- Parent(s): Anne Roiphe (mother) Herman Roiphe (father)
- Relatives: Emily Carter (sister) Katie Roiphe (sister)

Academic background
- Alma mater: Columbia University Harvard Law School University of Chicago
- Doctoral advisor: Amy Dru Stanley

Academic work
- Discipline: Legal ethics and history
- Institutions: New York Law School

= Rebecca Roiphe =

U.S. lawyer and legal historian

Rebecca Roiphe is an American lawyer and legal historian specializing in ethics and the history of the legal profession.

== Life ==
Roiphe was born to novelist Anne Roiphe and psychoanalyst Herman Roiphe. She completed a B.A. in American literature and history from Columbia University in June 1993. She was a summer associate at Hill and Barlow, Paul, Weiss, Rifkind, Wharton & Garrison, and Debevoise & Plimpton in 1998, 1999, and 2000 respectively. She earned a J.D., cum laude, from Harvard Law School in June 2000. From 2000 to 2001, she clerked for Bruce M. Selya of the United States Court of Appeals for the First Circuit. From January to July 2002, Roiphe was an associate in the litigation department at Wilmer Cutler, & Pickering.
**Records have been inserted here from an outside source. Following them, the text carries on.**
//! Key derivation and mnemonic management
//!
//! Implements BIP-39 mnemonic handling and BIP-32/BIP-44 HD key derivation
//! for Ember accounts on the canonical path `m/44'/60'/0'/0/{index}`.

use crate::address::{self, Address};
use crate::{Error, Result};
use bip32::{DerivationPath, XPrv};
use bip39::{Language, Mnemonic};
use k256::elliptic_curve::sec1::ToEncodedPoint;
use std::str::FromStr;
use zeroize::Zeroizing;

/// BIP-44 coin type for Ember accounts
pub const COIN_TYPE: u32 = 60;

/// Default mnemonic word count
pub const DEFAULT_WORD_COUNT: u32 = 24;

/// BIP-39 seed bytes, zeroized on drop
pub type Seed = Zeroizing<[u8; 64]>;

/// Generate new random mnemonic
///
/// # Arguments
/// * `word_count` - Number of words in mnemonic (12, 18, or 24). Defaults to 24.
///
/// # Returns
/// BIP39 mnemonic phrase with the specified number of words
pub fn generate_mnemonic(word_count: Option<u32>) -> String {
    let word_count = word_count.unwrap_or(DEFAULT_WORD_COUNT);

    // BIP39 entropy requirements:
    // 12 words = 128 bits = 16 bytes
    // 18 words = 192 bits = 24 bytes
    // 24 words = 256 bits = 32 bytes
    let entropy_size = match word_count {
        12 => 16,
        18 => 24,
        24 => 32,
        _ => {
            // Default to 24 words for invalid input
            32
        }
    };

    let mut entropy = Zeroizing::new(vec![0u8; entropy_size]);
    use rand::RngCore;
    rand::thread_rng().fill_bytes(&mut entropy);

    let mnemonic =
        Mnemonic::from_entropy(&entropy).expect("Entropy should always produce valid mnemonic");
    mnemonic.to_string()
}

/// Validate a mnemonic phrase and return its normalized form.
///
/// Word count and checksum are verified by the BIP-39 parser.
pub fn validate_mnemonic(phrase: &str) -> Result<String> {
    let mnemonic = Mnemonic::parse_in_normalized(Language::English, phrase)
        .map_err(|e| Error::InvalidSeed(e.to_string()))?;
    Ok(mnemonic.to_string())
}

/// Get seed bytes from mnemonic
pub fn seed_from_mnemonic(phrase: &str, passphrase: &str) -> Result<Seed> {
    let mnemonic = Mnemonic::parse_in_normalized(Language::English, phrase)
        .map_err(|e| Error::InvalidSeed(e.to_string()))?;
    Ok(Zeroizing::new(mnemonic.to_seed(passphrase)))
}

/// Canonical derivation path for the account at `index`.
///
/// Path: m/44'/60'/0'/0/{index}
pub fn derivation_path(index: u32) -> String {
    format!("m/44'/{}'/0'/0/{}", COIN_TYPE, index)
}

/// Account key pair derived from a wallet seed
///
/// Address and private key are pure functions of (seed, path): re-deriving
/// with the same inputs always yields the same account.
pub struct DerivedKey {
    /// Derivation path used
    pub path: String,
    /// Account index within the wallet
    pub index: u32,
    /// Raw private key bytes (zeroized on drop)
    private_key: Zeroizing<[u8; 32]>,
    /// Uncompressed SEC1 public key (65 bytes, 0x04 prefix)
    public_key: Vec<u8>,
    /// Account address
    pub address: Address,
}

impl DerivedKey {
    /// Raw private key bytes
    pub fn private_key_bytes(&self) -> &[u8; 32] {
        &self.private_key
    }

    /// Private key as 0x-prefixed hex (zeroized on drop)
    pub fn private_key_hex(&self) -> Zeroizing<String> {
        Zeroizing::new(format!("0x{}", hex::encode(self.private_key.as_ref())))
    }

    /// Uncompressed public key bytes
    pub fn public_key(&self) -> &[u8] {
        &self.public_key
    }

    /// Rebuild from raw private key bytes (e.g. a stored secret record).
    pub fn from_private_key_hex(key_hex: &str, path: String, index: u32) -> Result<Self> {
        let stripped = key_hex.strip_prefix("0x").unwrap_or(key_hex);
        let bytes = Zeroizing::new(
            hex::decode(stripped).map_err(|_| Error::InvalidKey("Invalid hex encoding".to_string()))?,
        );
        if bytes.len() != 32 {
            return Err(Error::InvalidKey("Private key must be 32 bytes".to_string()));
        }
        let mut key = Zeroizing::new([0u8; 32]);
        key.copy_from_slice(&bytes);

        let signing_key = k256::ecdsa::SigningKey::from_slice(key.as_ref())
            .map_err(|e| Error::InvalidKey(format!("Invalid private key: {e}")))?;
        let public_key = signing_key
            .verifying_key()
            .to_encoded_point(false)
            .as_bytes()
            .to_vec();
        let address = address::address_from_public_key(&public_key)?;

        Ok(Self {
            path,
            index,
            private_key: key,
            public_key,
            address,
        })
    }
}

/// Derive the account key pair at `index` from a wallet seed.
///
/// Uses BIP-32 derivation over the canonical BIP-44 path. Deterministic:
/// the same (seed, index) always produces the same key pair and address.
pub fn derive_account(seed: &[u8], index: u32) -> Result<DerivedKey> {
    let path_str = derivation_path(index);
    let path = DerivationPath::from_str(&path_str)
        .map_err(|e| Error::KeyDerivation(format!("Invalid derivation path: {e}")))?;

    let xprv = XPrv::derive_from_path(seed, &path)
        .map_err(|e| Error::KeyDerivation(format!("Child key derivation failed: {e}")))?;

    let mut private_key = Zeroizing::new([0u8; 32]);
    private_key.copy_from_slice(&xprv.private_key().to_bytes());

    let public_key = xprv
        .public_key()
        .public_key()
        .to_encoded_point(false)
        .as_bytes()
        .to_vec();

    let address = address::address_from_public_key(&public_key)?;

    Ok(DerivedKey {
        path: path_str,
        index,
        private_key,
        public_key,
        address,
    })
}

#[cfg(test)]
mod tests {
    use super::*;

    #[test]
    fn test_generate_mnemonic() {
        let mnemonic = generate_mnemonic(None);
        let words: Vec<&str> = mnemonic.split_whitespace().collect();
        assert_eq!(words.len(), 24);
    }

    #[test]
    fn test_generate_mnemonic_word_counts() {
        for (count, expected) in [(12, 12), (18, 18), (24, 24), (17, 24)] {
            let mnemonic = generate_mnemonic(Some(count));
            let words: Vec<&str> = mnemonic.split_whitespace().collect();
            assert_eq!(words.len(), expected);
        }
    }

    #[test]
    fn test_validate_mnemonic() {
        let mnemonic = generate_mnemonic(None);
        assert!(validate_mnemonic(&mnemonic).is_ok());

        // Bad checksum: all-abandon 12-word phrase ending in "abandon"
        let bad = "abandon abandon abandon abandon abandon abandon abandon abandon abandon abandon abandon abandon";
        assert!(validate_mnemonic(bad).is_err());

        assert!(validate_mnemonic("not a mnemonic").is_err());
    }

    #[test]
    fn test_derivation_path_format() {
        assert_eq!(derivation_path(0), "m/44'/60'/0'/0/0");
        assert_eq!(derivation_path(7), "m/44'/60'/0'/0/7");
    }

    #[test]
    fn test_derive_account_deterministic() {
        let mnemonic = generate_mnemonic(None);
        let seed = seed_from_mnemonic(&mnemonic, "").unwrap();

        let a = derive_account(seed.as_ref(), 0).unwrap();
        let b = derive_account(seed.as_ref(), 0).unwrap();
        assert_eq!(a.address, b.address);
        assert_eq!(a.private_key_bytes(), b.private_key_bytes());

        let c = derive_account(seed.as_ref(), 1).unwrap();
        assert_ne!(a.address, c.address);
    }

    #[test]
    fn test_known_vector() {
        // BIP-39 reference mnemonic; first account on m/44'/60'/0'/0/0
        let mnemonic =
            "abandon abandon abandon abandon abandon abandon abandon abandon abandon abandon abandon about";
        let seed = seed_from_mnemonic(mnemonic, "").unwrap();
        let key = derive_account(seed.as_ref(), 0).unwrap();
        assert_eq!(
            key.address.to_checksum(),
            "0x9858EfFD232B4033E47d90003D41EC34EcaEda94"
        );
    }

    #[test]
    fn test_private_key_hex_roundtrip() {
        let mnemonic = generate_mnemonic(Some(12));
        let seed = seed_from_mnemonic(&mnemonic, "").unwrap();
        let key = derive_account(seed.as_ref(), 3).unwrap();

        let hex_key = key.private_key_hex();
        let rebuilt = DerivedKey::from_private_key_hex(&hex_key, key.path.clone(), 3).unwrap();
        assert_eq!(rebuilt.address, key.address);
    }
}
In June 2002, Roiphe completed a Ph.D. in American history from the University of Chicago. Her M.A. thesis was titled Reforming Women: Science, Maternalism, and the Treatment of Delinquent Girls in the 1920s. Roiphe's dissertation was titled Law and the Modern Soul, 1870–1930. Amy Dru Stanley, Jan Goldstein, George Chauncey served on her dissertation committee.

From July 2002 to July 2005, Roiphe was an assistant district attorney in the securities fraud unit at the New York County District Attorney's office. In 2004, she married Benjamin Gruenstein, an assistant United States attorney for the District Court for the Southern District of New York. Roiphe was a visiting assistant professor at the Fordham University School of Law from 2005 to 2007. She joined the faculty of the New York Law School in 2007. She is the Joseph Solomon Distinguished Professor of Law and co-dean for faculty scholarship. She specializes in ethics and the history of the legal profession.